In diesem Moment begegneten wir zufällig einem alten Mann. Er sagte, dass meine Frau sehr krank aussieht. Ich sagte ihm, ja, sie ist krank. Sie ist schwanger und es geht ihr nicht gut. Der alte Mann sagte: Warum holst du dir kein ärztliches Attest? Ich sagte, ich wüsste nicht, wo ich es herbekomme. Er führte uns zu einem pakistanischen Militärarzt. Dort habe ich dem Arzt alles erzählt und ihn um Hilfe gebeten. Meine Frau ist hochschwanger, wir haben zwei kleine Kinder und es ist sehr heiß.
Sie fragten uns, ob wir Hazara sind und ich log und sagte, dass wir keine Hazara, sondern Tadschiken seien.
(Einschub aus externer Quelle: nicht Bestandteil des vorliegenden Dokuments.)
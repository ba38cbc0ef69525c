//! # Filmbox Core
//!
//! Frame tracking and codec pipeline for optical data-storage frames.
//!
//! A payload is encoded through a chain of codecs, packed into symbols and
//! rendered onto a frame with corner marks. Recovery locates the frame in a
//! captured image, samples its regions and decodes the content back through
//! the same chain.
//!
//! ## Modules
//!
//! - `image`, `geometry`: pixel buffers, points, rects and similarity transforms
//! - `frame`: frame layout (metadata, content, calibration bar, corner marks)
//! - `sampler`, `cornermark`, `tracker`: alignment and symbol sampling
//! - `symbols`, `render`, `painter`: symbol packing, synthetic frames, debug overlay
//! - `codec`, `pipeline`, `stats`: codec stages, capacity negotiation, decode metrics
//! - `unboxer`: frame image to payload and back

#![warn(missing_docs)]

pub mod codec;
pub mod constants;
pub mod cornermark;
pub mod error;
pub mod frame;
pub mod geometry;
pub mod image;
pub mod painter;
pub mod pipeline;
pub mod render;
pub mod sampler;
pub mod stats;
pub mod symbols;
pub mod tracker;
pub mod unboxer;

// Re-export commonly used types
pub use codec::{Codec, CodecCapacity, Decoded, ErasureSet, PropertyMap, PropertyValue};
pub use cornermark::AnalogParams;
pub use error::FilmboxError;
pub use frame::{FrameDescriptor, Region, RegionKind, SymbolGrid};
pub use image::{GrayImage, ImageView};
pub use pipeline::{CodecPipeline, PipelineConfig, PipelineDecode, StageConfig};
pub use stats::DecodeStats;
pub use tracker::{FrameTracker, TrackedFrame, TrackingMode};
pub use unboxer::{box_payload, UnboxedFrame, Unboxer};

/// Result type alias for filmbox operations
pub type Result<T> = core::result::Result<T, FilmboxError>;
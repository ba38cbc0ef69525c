use crate::config::FormatConfig;
use crate::imageio::save_gray;
use anyhow::{Context, Result};
use colored::*;
use filmbox_core::render::render_shifted;
use filmbox_core::unboxer::{payload_capacity, payload_symbols};
use std::fs;
use std::io::{self, Read};
use tracing::info;

/// Box the payload read from `input` into a frame image written to `output`
///
/// A non-zero offset places the frame inside a larger canvas, the way a
/// capture would see it slightly out of position.
pub fn execute(
    config: &str,
    input: &str,
    output: &str,
    offset_x: i64,
    offset_y: i64,
) -> Result<()> {
    info!("Encoding {} into {}", input, output);

    let config = FormatConfig::load(config)?;
    let frame = config.frame()?;
    let mut pipeline = config.pipeline()?;

    // Read input file or stdin
    let payload = if input == "-" {
        let mut buf = Vec::new();
        io::stdin().read_to_end(&mut buf)?;
        buf
    } else {
        fs::read(input).with_context(|| format!("Failed to read input file: {}", input))?
    };

    let symbols = payload_symbols(&frame, &mut pipeline, &payload)
        .with_context(|| format!("Failed to box {} bytes", payload.len()))?;
    let usable = pipeline
        .capacity()
        .map(payload_capacity)
        .unwrap_or_default();

    let img = render_shifted(
        &frame,
        &symbols,
        frame.width + offset_x.unsigned_abs() as usize,
        frame.height + offset_y.unsigned_abs() as usize,
        offset_x,
        offset_y,
    )?;
    save_gray(&img, output)?;

    println!(
        "{} Boxed {} of {} usable bytes into a {}x{} frame",
        "✓".green(),
        payload.len(),
        usable,
        img.width,
        img.height
    );

    Ok(())
}
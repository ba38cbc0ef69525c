//! JSON format configuration shared by all subcommands

use anyhow::{Context, Result};
use filmbox_core::{CodecPipeline, FrameDescriptor, PipelineConfig, TrackingMode};
use serde::{Deserialize, Serialize};
use std::fs;

/// Frame layout, either generated from a few numbers or spelled out in full
#[derive(Debug, Clone, PartialEq, Serialize, Deserialize)]
#[serde(untagged)]
pub enum FrameLayout {
    /// [`FrameDescriptor::default_layout`] parameters
    Layout {
        /// Cell size in pixels
        cell: usize,
        /// Content columns
        columns: usize,
        /// Content rows
        rows: usize,
        /// Bits per content symbol
        bits_per_symbol: u8,
    },
    /// Complete descriptor
    Explicit(FrameDescriptor),
}

impl FrameLayout {
    /// Resolve to a concrete descriptor
    pub fn descriptor(&self) -> FrameDescriptor {
        match self {
            FrameLayout::Layout {
                cell,
                columns,
                rows,
                bits_per_symbol,
            } => FrameDescriptor::default_layout(*cell, *columns, *rows, *bits_per_symbol),
            FrameLayout::Explicit(frame) => frame.clone(),
        }
    }
}

/// Everything needed to box or unbox a frame
#[derive(Debug, Clone, PartialEq, Serialize, Deserialize)]
pub struct FormatConfig {
    /// Frame layout
    pub frame: FrameLayout,
    /// Codec stages, outermost first
    pub pipeline: PipelineConfig,
    /// Tracking mode used by `decode` unless overridden
    #[serde(default)]
    pub tracking: TrackingMode,
}

impl FormatConfig {
    /// Read and parse a JSON config file
    pub fn load(path: &str) -> Result<Self> {
        let content = fs::read_to_string(path)
            .with_context(|| format!("Failed to read config file: {}", path))?;
        serde_json::from_str(&content)
            .with_context(|| format!("Failed to parse config file: {}", path))
    }

    /// Frame descriptor, validated
    pub fn frame(&self) -> Result<FrameDescriptor> {
        let frame = self.frame.descriptor();
        frame.validate().context("Frame layout is invalid")?;
        Ok(frame)
    }

    /// Freshly constructed pipeline
    pub fn pipeline(&self) -> Result<CodecPipeline> {
        CodecPipeline::from_config(&self.pipeline).context("Failed to build codec pipeline")
    }
}

#[cfg(test)]
mod tests {
    use super::*;

    #[test]
    fn test_layout_shorthand() {
        let config: FormatConfig = serde_json::from_str(
            r#"{
                "frame": {"cell": 4, "columns": 24, "rows": 8, "bits_per_symbol": 2},
                "pipeline": {"stages": [{"codec": "crc32c"}]},
                "tracking": {"mode": "analog", "threshold": 80}
            }"#,
        )
        .unwrap();

        let frame = config.frame().unwrap();
        assert_eq!(frame, FrameDescriptor::default_layout(4, 24, 8, 2));
        match config.tracking {
            TrackingMode::Analog(params) => assert_eq!(params.threshold, 80),
            TrackingMode::Simulated => panic!("expected analog tracking"),
        }
    }

    #[test]
    fn test_explicit_descriptor_round_trips() {
        let config = FormatConfig {
            frame: FrameLayout::Explicit(FrameDescriptor::default_layout(3, 16, 4, 1)),
            pipeline: PipelineConfig::default(),
            tracking: TrackingMode::Simulated,
        };
        let json = serde_json::to_string(&config).unwrap();
        let back: FormatConfig = serde_json::from_str(&json).unwrap();
        assert_eq!(back.frame.descriptor(), config.frame.descriptor());
        assert_eq!(back.tracking, TrackingMode::Simulated);
    }
}
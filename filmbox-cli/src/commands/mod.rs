//! Subcommand implementations

pub mod capacity;
pub mod decode;
pub mod encode;
pub mod inspect;
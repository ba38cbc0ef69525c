//! Error types for filmbox operations


/// Errors that can occur while tracking frames or running codecs
#[derive(Debug, Clone, PartialEq, thiserror::Error)]
pub enum FilmboxError {
    /// A codec was constructed without one of its required properties
    #[error("Codec '{codec}' requires property '{property}' to be set")]
    MissingProperty {
        /// Name of the codec being constructed.
        codec: &'static str,
        /// Name of the missing property.
        property: &'static str,
    },

    /// A property was present but held an unusable value
    #[error("Invalid value for property '{property}': {reason}")]
    InvalidProperty {
        /// Name of the offending property.
        property: String,
        /// Why the value was rejected.
        reason: String,
    },

    /// No codec is registered under the requested name
    #[error("Unknown codec: {0}")]
    UnknownCodec(String),

    /// The requested container cannot hold a stage's fixed overhead
    #[error("Codec '{codec}' cannot fit in {requested} bytes (needs at least {minimum})")]
    CapacityTooSmall {
        /// Name of the stage that rejected the size.
        codec: String,
        /// The encoded size that was requested.
        requested: usize,
        /// Smallest encoded size the stage accepts.
        minimum: usize,
    },

    /// Encode was attempted before capacity negotiation
    #[error("Capacity has not been negotiated")]
    CapacityNotInitialized,

    /// A buffer did not have the size a stage expects
    #[error("Payload size mismatch: expected {expected} bytes, got {actual}")]
    PayloadSizeMismatch {
        /// The number of bytes expected.
        expected: usize,
        /// The number of bytes actually supplied.
        actual: usize,
    },

    /// The frame descriptor violates its layout invariants
    #[error("Malformed frame descriptor: {0}")]
    MalformedFrame(String),

    /// Corner marks could not be located with sufficient confidence
    #[error("Alignment failed: {0}")]
    AlignmentFailed(String),

    /// A sampler was asked to read outside the image
    #[error("Sample at ({x:.1}, {y:.1}) lies outside the {width}x{height} image")]
    SamplingOutOfBounds {
        /// Horizontal image coordinate of the sample.
        x: f32,
        /// Vertical image coordinate of the sample.
        y: f32,
        /// Image width in pixels.
        width: usize,
        /// Image height in pixels.
        height: usize,
    },

    /// The tracker hit a fatal sampling error earlier in this session
    #[error("Tracker session is faulted by an earlier geometry mismatch")]
    TrackerFaulted,

    /// Pixel buffer dimensions are inconsistent with its data
    #[error("Invalid image buffer: {0}")]
    InvalidImage(String),

    /// IO error during read/write
    #[error("IO error: {0}")]
    Io(String),

    /// Serialization error
    #[error("Serialization error: {0}")]
    Serialization(String),
}

impl FilmboxError {
    /// Whether the caller may retry with the next captured frame.
    ///
    /// Alignment failures are per-frame. Everything else either aborts
    /// construction or points at a configuration defect.
    pub fn is_recoverable(&self) -> bool {
        matches!(self, FilmboxError::AlignmentFailed(_))
    }
}

impl From<std::io::Error> for FilmboxError {
    fn from(err: std::io::Error) -> Self {
        FilmboxError::Io(err.to_string())
    }
}
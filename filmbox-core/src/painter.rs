//! Debug overlay sink
//!
//! The tracker reports what it looked at (search windows, sampling points) to a
//! [`Painter`]. Painting is best effort and never affects tracking results.

use crate::frame::RegionKind;
use crate::geometry::{Point, Rect};

/// Receives overlay primitives in image coordinates
pub trait Painter {
    /// Outline a rectangle
    fn draw_rect(&mut self, _rect: Rect, _color: u8) {}

    /// Mark a single sampling point and the symbol read there
    fn draw_point(&mut self, _region: RegionKind, _point: Point, _symbol: u8) {}
}

/// Painter that discards everything
#[derive(Debug, Clone, Copy, Default)]
pub struct NullPainter;

impl Painter for NullPainter {}

/// Painter that keeps every call, useful in tests and offline debugging
#[derive(Debug, Clone, Default)]
pub struct RecordingPainter {
    /// Rectangles in call order
    pub rects: Vec<(Rect, u8)>,
    /// Sampling points in call order
    pub points: Vec<(RegionKind, Point, u8)>,
}

impl RecordingPainter {
    /// Number of sampling points reported for `region`
    pub fn points_in(&self, region: RegionKind) -> usize {
        self.points.iter().filter(|(r, _, _)| *r == region).count()
    }
}

impl Painter for RecordingPainter {
    fn draw_rect(&mut self, rect: Rect, color: u8) {
        self.rects.push((rect, color));
    }

    fn draw_point(&mut self, region: RegionKind, point: Point, symbol: u8) {
        self.points.push((region, point, symbol));
    }
}
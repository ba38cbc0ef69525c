//! Codec stages
//!
//! Every stage implements [`Codec`]: it negotiates its sizes from an encoded
//! container size, grows a buffer by its overhead on encode and shrinks it by
//! the same amount on decode. Stages are chained by
//! [`CodecPipeline`](crate::pipeline::CodecPipeline).

pub mod crc32c;
pub mod crc64;
pub mod hash;
pub mod properties;
#[cfg(feature = "fec-rs")]
pub mod reed_solomon;

use crate::constants::codec_names;
use crate::error::FilmboxError;
use crate::stats::DecodeStats;
use bytes::BytesMut;

pub use properties::{properties, PropertyMap, PropertyValue};

/// Sizes fixed by capacity negotiation, all in bytes
#[derive(Debug, Clone, Copy, PartialEq, Eq, Default)]
pub struct CodecCapacity {
    /// Container size handed to the stage
    pub encoded_block_size: usize,
    /// Bytes the stage actually emits on encode
    pub encoded_data_size: usize,
    /// Block size seen by the next inner stage
    pub decoded_block_size: usize,
    /// Usable payload bytes after this stage's overhead
    pub decoded_data_size: usize,
}

impl CodecCapacity {
    /// Capacity of a stage with a constant trailer of `overhead` bytes
    pub fn with_trailer(
        codec: &str,
        encoded_size: usize,
        overhead: usize,
    ) -> Result<Self, FilmboxError> {
        if encoded_size < overhead {
            return Err(FilmboxError::CapacityTooSmall {
                codec: codec.to_string(),
                requested: encoded_size,
                minimum: overhead,
            });
        }
        Ok(Self {
            encoded_block_size: encoded_size,
            encoded_data_size: encoded_size,
            decoded_block_size: encoded_size - overhead,
            decoded_data_size: encoded_size - overhead,
        })
    }

    /// Bytes added on encode and removed on decode
    pub fn overhead(&self) -> usize {
        self.encoded_data_size - self.decoded_data_size
    }
}

/// Buffer positions known to be unreliable before decoding
#[derive(Debug, Clone, Default, PartialEq, Eq)]
pub struct ErasureSet {
    positions: Vec<usize>,
}

impl ErasureSet {
    /// An empty set
    pub fn new() -> Self {
        Self::default()
    }

    /// Build from positions in any order; duplicates are dropped
    pub fn from_positions<I: IntoIterator<Item = usize>>(positions: I) -> Self {
        let mut positions: Vec<usize> = positions.into_iter().collect();
        positions.sort_unstable();
        positions.dedup();
        Self { positions }
    }

    /// Flag one more position
    pub fn insert(&mut self, position: usize) {
        if let Err(at) = self.positions.binary_search(&position) {
            self.positions.insert(at, position);
        }
    }

    /// Whether `position` is flagged
    pub fn contains(&self, position: usize) -> bool {
        self.positions.binary_search(&position).is_ok()
    }

    /// Flagged positions in ascending order
    pub fn iter(&self) -> impl Iterator<Item = usize> + '_ {
        self.positions.iter().copied()
    }

    /// Number of flagged positions
    pub fn len(&self) -> usize {
        self.positions.len()
    }

    /// Whether nothing is flagged
    pub fn is_empty(&self) -> bool {
        self.positions.is_empty()
    }
}

/// Result of a single decode
///
/// `data` is always shrunk by the stage overhead. When `valid` is false its
/// contents must not be trusted.
#[derive(Debug, Clone, PartialEq)]
pub struct Decoded {
    /// Decoded buffer
    pub data: BytesMut,
    /// Whether validation (or correction) succeeded
    pub valid: bool,
    /// Quality metrics of this decode
    pub stats: DecodeStats,
}

/// A transform stage of the codec pipeline
pub trait Codec: Send {
    /// Identifying name
    fn name(&self) -> &'static str;

    /// Whether the stage can repair data, not just detect damage
    fn is_error_correcting(&self) -> bool;

    /// Sizes from the most recent negotiation
    fn capacity(&self) -> CodecCapacity;

    /// Negotiate sizes for a container of `encoded_size` bytes
    ///
    /// Fails when the container cannot hold the stage's overhead.
    fn init_capacity(&mut self, encoded_size: usize) -> Result<CodecCapacity, FilmboxError>;

    /// Add this stage's redundancy to `data`
    fn encode(&self, data: BytesMut) -> Result<BytesMut, FilmboxError>;

    /// Validate and/or repair `data`, removing this stage's redundancy
    fn decode(&self, data: BytesMut, erasures: &ErasureSet) -> Decoded;

    /// Adjust a runtime parameter; stages without any accept and ignore it
    fn set_property(&mut self, _name: &str, _value: &PropertyValue) -> Result<(), FilmboxError> {
        Ok(())
    }
}

/// Construct a codec by name from its properties
pub fn create(name: &str, props: &PropertyMap) -> Result<Box<dyn Codec>, FilmboxError> {
    match name {
        codec_names::CRC64 => Ok(Box::new(crc64::Crc64Codec::from_properties(props)?)),
        codec_names::CRC32C => Ok(Box::new(crc32c::Crc32cCodec::from_properties(props)?)),
        codec_names::HASH => Ok(Box::new(hash::HashCodec::from_properties(props)?)),
        #[cfg(feature = "fec-rs")]
        codec_names::REED_SOLOMON => Ok(Box::new(
            reed_solomon::ReedSolomonCodec::from_properties(props)?,
        )),
        other => {
            #[cfg(feature = "logging")]
            tracing::error!("Unknown codec '{}'", other);
            Err(FilmboxError::UnknownCodec(other.to_string()))
        }
    }
}

#[cfg(test)]
mod tests {
    use super::*;
    use crate::constants::property_names::{POLYNOMIAL, SEED};

    #[test]
    fn test_trailer_capacity() {
        let cap = CodecCapacity::with_trailer("crc64", 100, 8).unwrap();
        assert_eq!(cap.decoded_data_size, 92);
        assert_eq!(cap.overhead(), 8);
        assert!(CodecCapacity::with_trailer("crc64", 7, 8).is_err());
        assert_eq!(CodecCapacity::with_trailer("crc64", 8, 8).unwrap().decoded_data_size, 0);
    }

    #[test]
    fn test_erasure_set_is_sorted_and_unique() {
        let mut set = ErasureSet::from_positions([9, 3, 3, 7]);
        set.insert(5);
        set.insert(7);
        assert_eq!(set.iter().collect::<Vec<_>>(), vec![3, 5, 7, 9]);
        assert!(set.contains(5));
        assert!(!set.contains(4));
        assert_eq!(set.len(), 4);
    }

    #[test]
    fn test_factory() {
        let props = properties([(POLYNOMIAL, 0x1Bu64), (SEED, 0)]);
        let codec = create("crc64", &props).unwrap();
        assert_eq!(codec.name(), "crc64");
        assert!(!codec.is_error_correcting());

        assert!(matches!(
            create("turbo", &props),
            Err(FilmboxError::UnknownCodec(_))
        ));
    }
}
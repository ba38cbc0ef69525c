//! Truncated BLAKE3 integrity codec

use crate::codec::properties::{optional_u64, PropertyMap};
use crate::codec::{Codec, CodecCapacity, Decoded, ErasureSet};
use crate::constants::property_names::LENGTH;
use crate::constants::{codec_names, BLAKE3_HASH_SIZE};
use crate::error::FilmboxError;
use crate::stats::DecodeStats;
use bytes::{BufMut, BytesMut};
use serde::{Deserialize, Serialize};

/// Typed configuration of the hash codec
#[derive(Debug, Clone, Copy, PartialEq, Eq, Serialize, Deserialize)]
pub struct HashConfig {
    /// Trailer length in bytes (1..=32)
    pub length: usize,
}

impl Default for HashConfig {
    fn default() -> Self {
        Self {
            length: BLAKE3_HASH_SIZE,
        }
    }
}

impl HashConfig {
    /// Read the optional `length` property
    pub fn from_properties(props: &PropertyMap) -> Result<Self, FilmboxError> {
        let length = optional_u64(props, LENGTH, BLAKE3_HASH_SIZE as u64)?;
        if length == 0 || length > BLAKE3_HASH_SIZE as u64 {
            return Err(FilmboxError::InvalidProperty {
                property: LENGTH.into(),
                reason: format!("{} is outside 1..={}", length, BLAKE3_HASH_SIZE),
            });
        }
        Ok(Self {
            length: length as usize,
        })
    }
}

/// Integrity codec appending the leading bytes of a BLAKE3 digest
#[derive(Debug, Clone)]
pub struct HashCodec {
    config: HashConfig,
    capacity: CodecCapacity,
}

impl HashCodec {
    /// Build from a typed configuration
    pub fn new(config: HashConfig) -> Self {
        Self {
            config,
            capacity: CodecCapacity {
                encoded_block_size: config.length,
                encoded_data_size: config.length,
                decoded_block_size: 0,
                decoded_data_size: 0,
            },
        }
    }

    /// Build from a property map; `length` is optional
    pub fn from_properties(props: &PropertyMap) -> Result<Self, FilmboxError> {
        Ok(Self::new(HashConfig::from_properties(props)?))
    }

    fn digest(&self, data: &[u8]) -> blake3::Hash {
        blake3::hash(data)
    }
}

impl Codec for HashCodec {
    fn name(&self) -> &'static str {
        codec_names::HASH
    }

    fn is_error_correcting(&self) -> bool {
        false
    }

    fn capacity(&self) -> CodecCapacity {
        self.capacity
    }

    fn init_capacity(&mut self, encoded_size: usize) -> Result<CodecCapacity, FilmboxError> {
        self.capacity = CodecCapacity::with_trailer(self.name(), encoded_size, self.config.length)?;
        Ok(self.capacity)
    }

    fn encode(&self, mut data: BytesMut) -> Result<BytesMut, FilmboxError> {
        let digest = self.digest(&data);
        data.put_slice(&digest.as_bytes()[..self.config.length]);
        Ok(data)
    }

    fn decode(&self, mut data: BytesMut, _erasures: &ErasureSet) -> Decoded {
        let length = self.config.length;
        let payload_len = data.len().saturating_sub(length);
        let valid = data.len() >= length && {
            let (payload, trailer) = data.split_at(payload_len);
            &self.digest(payload).as_bytes()[..length] == trailer
        };
        data.truncate(payload_len);

        Decoded {
            data,
            valid,
            stats: DecodeStats::default(),
        }
    }
}

#[cfg(test)]
mod tests {
    use super::*;
    use crate::codec::properties::properties;

    #[test]
    fn test_truncated_digest() {
        let c = HashCodec::from_properties(&properties([(LENGTH, 12u64)])).unwrap();
        let encoded = c.encode(BytesMut::from(&b"abc"[..])).unwrap();
        assert_eq!(encoded.len(), 15);
        assert_eq!(&encoded[3..], &blake3::hash(b"abc").as_bytes()[..12]);

        let decoded = c.decode(encoded, &ErasureSet::new());
        assert!(decoded.valid);
        assert_eq!(&decoded.data[..], b"abc");
    }

    #[test]
    fn test_damaged_trailer() {
        let c = HashCodec::new(HashConfig::default());
        let mut encoded = c.encode(BytesMut::from(&b"abc"[..])).unwrap();
        let last = encoded.len() - 1;
        encoded[last] ^= 1;
        let decoded = c.decode(encoded, &ErasureSet::new());
        assert!(!decoded.valid);
        assert_eq!(&decoded.data[..], b"abc");
    }

    #[test]
    fn test_length_bounds() {
        assert!(HashCodec::from_properties(&properties([(LENGTH, 0u64)])).is_err());
        assert!(HashCodec::from_properties(&properties([(LENGTH, 33u64)])).is_err());
    }
}
use criterion::{black_box, criterion_group, criterion_main, Criterion};
use filmbox_core::render::{render_frame, render_shifted, FrameSymbols};
use filmbox_core::{AnalogParams, FrameDescriptor, FrameTracker, TrackingMode};

fn bench_tracking(c: &mut Criterion) {
    let frame = FrameDescriptor::default_layout(4, 128, 64, 2);
    let symbols = FrameSymbols::patterned(&frame, 1);
    let aligned = render_frame(&frame, &symbols).unwrap();
    let shifted =
        render_shifted(&frame, &symbols, frame.width + 8, frame.height + 8, 3, 2).unwrap();
    let analog = TrackingMode::Analog(AnalogParams::default());

    let mut group = c.benchmark_group("track_frame");

    group.bench_function("simulated", |b| {
        let mut tracker = FrameTracker::new(&frame).unwrap();
        b.iter(|| {
            tracker
                .track_frame(black_box(&aligned.view()), &TrackingMode::Simulated)
                .unwrap()
        });
    });

    group.bench_function("analog", |b| {
        let mut tracker = FrameTracker::new(&frame).unwrap();
        b.iter(|| {
            tracker
                .track_frame(black_box(&shifted.view()), &analog)
                .unwrap()
        });
    });

    group.finish();
}

criterion_group!(benches, bench_tracking);
criterion_main!(benches);
use std::{env, fmt::Display, path::PathBuf, str::FromStr};

use log::{info, warn};
use rand::RngCore;
use thiserror::Error;

#[derive(Debug, Error)]
pub enum ConfigError {
    #[error("invalid value for {key}: {reason}")]
    Invalid { key: &'static str, reason: String },
}

#[derive(Clone)]
pub struct Config {
    pub port: u16,
    pub database_url: String,
    pub database_max_connections: u32,
    /// Connection attempts before giving up at startup, `0` waits forever.
    pub database_wait_attempts: u32,
    pub secret_key: Vec<u8>,
    pub token_ttl_hours: i64,
    pub media_root: PathBuf,
    pub media_url: String,
    pub max_upload_bytes: u64,
}

impl Config {
    pub fn load() -> Result<Self, ConfigError> {
        Self::load_from(|key| env::var(key).ok())
    }

    pub fn load_from<F>(lookup: F) -> Result<Self, ConfigError>
    where
        F: Fn(&str) -> Option<String>,
    {
        let secret_key = match lookup("SECRET_KEY").filter(|secret| !secret.is_empty()) {
            Some(secret) => secret.into_bytes(),
            None => {
                warn!("SECRET_KEY not set, sessions will not survive a restart");
                let mut secret = vec![0u8; 32];
                rand::thread_rng().fill_bytes(&mut secret);
                secret
            }
        };

        let mut media_url: String = try_load(&lookup, "MEDIA_URL", "/media/")?;
        if !media_url.ends_with('/') {
            media_url.push('/');
        }

        let config = Self {
            port: try_load(&lookup, "RECIPE_PORT", "8000")?,
            database_url: try_load(&lookup, "DATABASE_URL", "sqlite://recipes.db")?,
            database_max_connections: try_load(&lookup, "DATABASE_MAX_CONNECTIONS", "5")?,
            database_wait_attempts: try_load(&lookup, "DATABASE_WAIT_ATTEMPTS", "0")?,
            secret_key,
            token_ttl_hours: try_load(&lookup, "TOKEN_TTL_HOURS", "24")?,
            media_root: try_load(&lookup, "MEDIA_ROOT", "media")?,
            media_url,
            max_upload_bytes: try_load(&lookup, "MAX_UPLOAD_BYTES", "10485760")?,
        };

        if config.token_ttl_hours <= 0 {
            return Err(ConfigError::Invalid {
                key: "TOKEN_TTL_HOURS",
                reason: String::from("must be positive"),
            });
        }
        if config.database_max_connections == 0 {
            return Err(ConfigError::Invalid {
                key: "DATABASE_MAX_CONNECTIONS",
                reason: String::from("must be at least 1"),
            });
        }

        Ok(config)
    }

    /// Media path segment used for routing, e.g. `media` for `/media/`.
    pub fn media_prefix(&self) -> &str {
        self.media_url.trim_matches('/')
    }
}

impl std::fmt::Debug for Config {
    fn fmt(&self, f: &mut std::fmt::Formatter<'_>) -> std::fmt::Result {
        f.debug_struct("Config")
            .field("port", &self.port)
            .field("database_url", &self.database_url)
            .field("database_max_connections", &self.database_max_connections)
            .field("database_wait_attempts", &self.database_wait_attempts)
            .field("secret_key", &"<redacted>")
            .field("token_ttl_hours", &self.token_ttl_hours)
            .field("media_root", &self.media_root)
            .field("media_url", &self.media_url)
            .field("max_upload_bytes", &self.max_upload_bytes)
            .finish()
    }
}

fn try_load<F, T>(lookup: &F, key: &'static str, default: &str) -> Result<T, ConfigError>
where
    F: Fn(&str) -> Option<String>,
    T: FromStr,
    T::Err: Display,
{
    lookup(key)
        .unwrap_or_else(|| {
            info!("{key} not set, using default: {default}");
            default.to_string()
        })
        .parse()
        .map_err(|e: T::Err| {
            warn!("Invalid {key} value: {e}");
            ConfigError::Invalid {
                key,
                reason: e.to_string(),
            }
        })
}
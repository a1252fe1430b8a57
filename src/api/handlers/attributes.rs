use warp::{http::StatusCode, reply::Response, Rejection};

use crate::{
    actions::attributes as store,
    error::ApiError,
    filter::{AttrFilter, QueryData},
    form::{FormData, WriteMode},
    jwt::SessionData,
    responses::{json_response, no_content, respond},
    schema::{AttrKind, Id},
    state::AppState,
};

pub async fn list_attributes(
    kind: AttrKind,
    session: SessionData,
    query: QueryData,
    state: AppState,
) -> Result<Response, Rejection> {
    respond(
        async {
            let filter = AttrFilter::from_query(&query)?;
            let list = store::list_attributes(kind, session.user_id, filter, &state.pool).await?;
            Ok::<_, ApiError>(json_response(&list, StatusCode::OK))
        }
        .await,
    )
}

pub async fn retrieve_attribute(
    kind: AttrKind,
    id: Id,
    session: SessionData,
    state: AppState,
) -> Result<Response, Rejection> {
    respond(
        store::get_attribute(kind, session.user_id, id, &state.pool)
            .await
            .map(|attr| json_response(&attr, StatusCode::OK)),
    )
}

pub async fn update_attribute(
    kind: AttrKind,
    id: Id,
    mode: WriteMode,
    session: SessionData,
    body: FormData,
    state: AppState,
) -> Result<Response, Rejection> {
    respond(
        store::update_attribute(kind, session.user_id, id, body, mode, &state.pool)
            .await
            .map(|attr| json_response(&attr, StatusCode::OK)),
    )
}

pub async fn delete_attribute(
    kind: AttrKind,
    id: Id,
    session: SessionData,
    state: AppState,
) -> Result<Response, Rejection> {
    respond(
        store::delete_attribute(kind, session.user_id, id, &state.pool)
            .await
            .map(|()| no_content()),
    )
}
Daraufhin schrieb der Arzt uns ein Attest für meine Frau, dass sie in den nächsten Tagen ihr Kind bekommt. Damit haben sie uns erlaubt, die Grenze nach Pakistan zu überqueren. Und so betraten wir endlich pakistanischen Boden. Wir fühlten uns sehr erleichtert. Dort gingen wir nach Quetta, wo wir ein paar Tage waren und uns ausruhen konnten. Das UN-Büro für Migranten hat dort leider geschlossen. Wir beschlossen, dass wir unter allen Umständen nach Islamabad gehen müssen. Dort gibt es ein UN-Büro für Einwanderer.
In Islamabad bekam dann meine Frau endlich unser Baby. Unser Sohn ist gesund und auch meiner Frau geht es wieder besser. Im Moment leben wir mit drei anderen christlichen Familien in einem Haus im christlichen Gebiet von Islamabad. Aber da wir kein Visum haben, können wir nirgendwo hingehen und ich bekomme auch keine Arbeit. Es ist alles sehr schwierig. Wir haben Angst, dass die Polizei uns kontrolliert und wieder nach Afghanistan abschiebt.
Aber wir haben am 29.9.2021 einen Termin im Büro der Vereinten Nationen vereinbart und nun warten wir sehnsüchtig auf diesen Tag.
Wir hoffen so sehr, dass wir nach Österreich oder nach Deutschland kommen können und hoffen, dass Sie, liebe Leute, uns auf irgendeine Weise helfen und unterstützen können.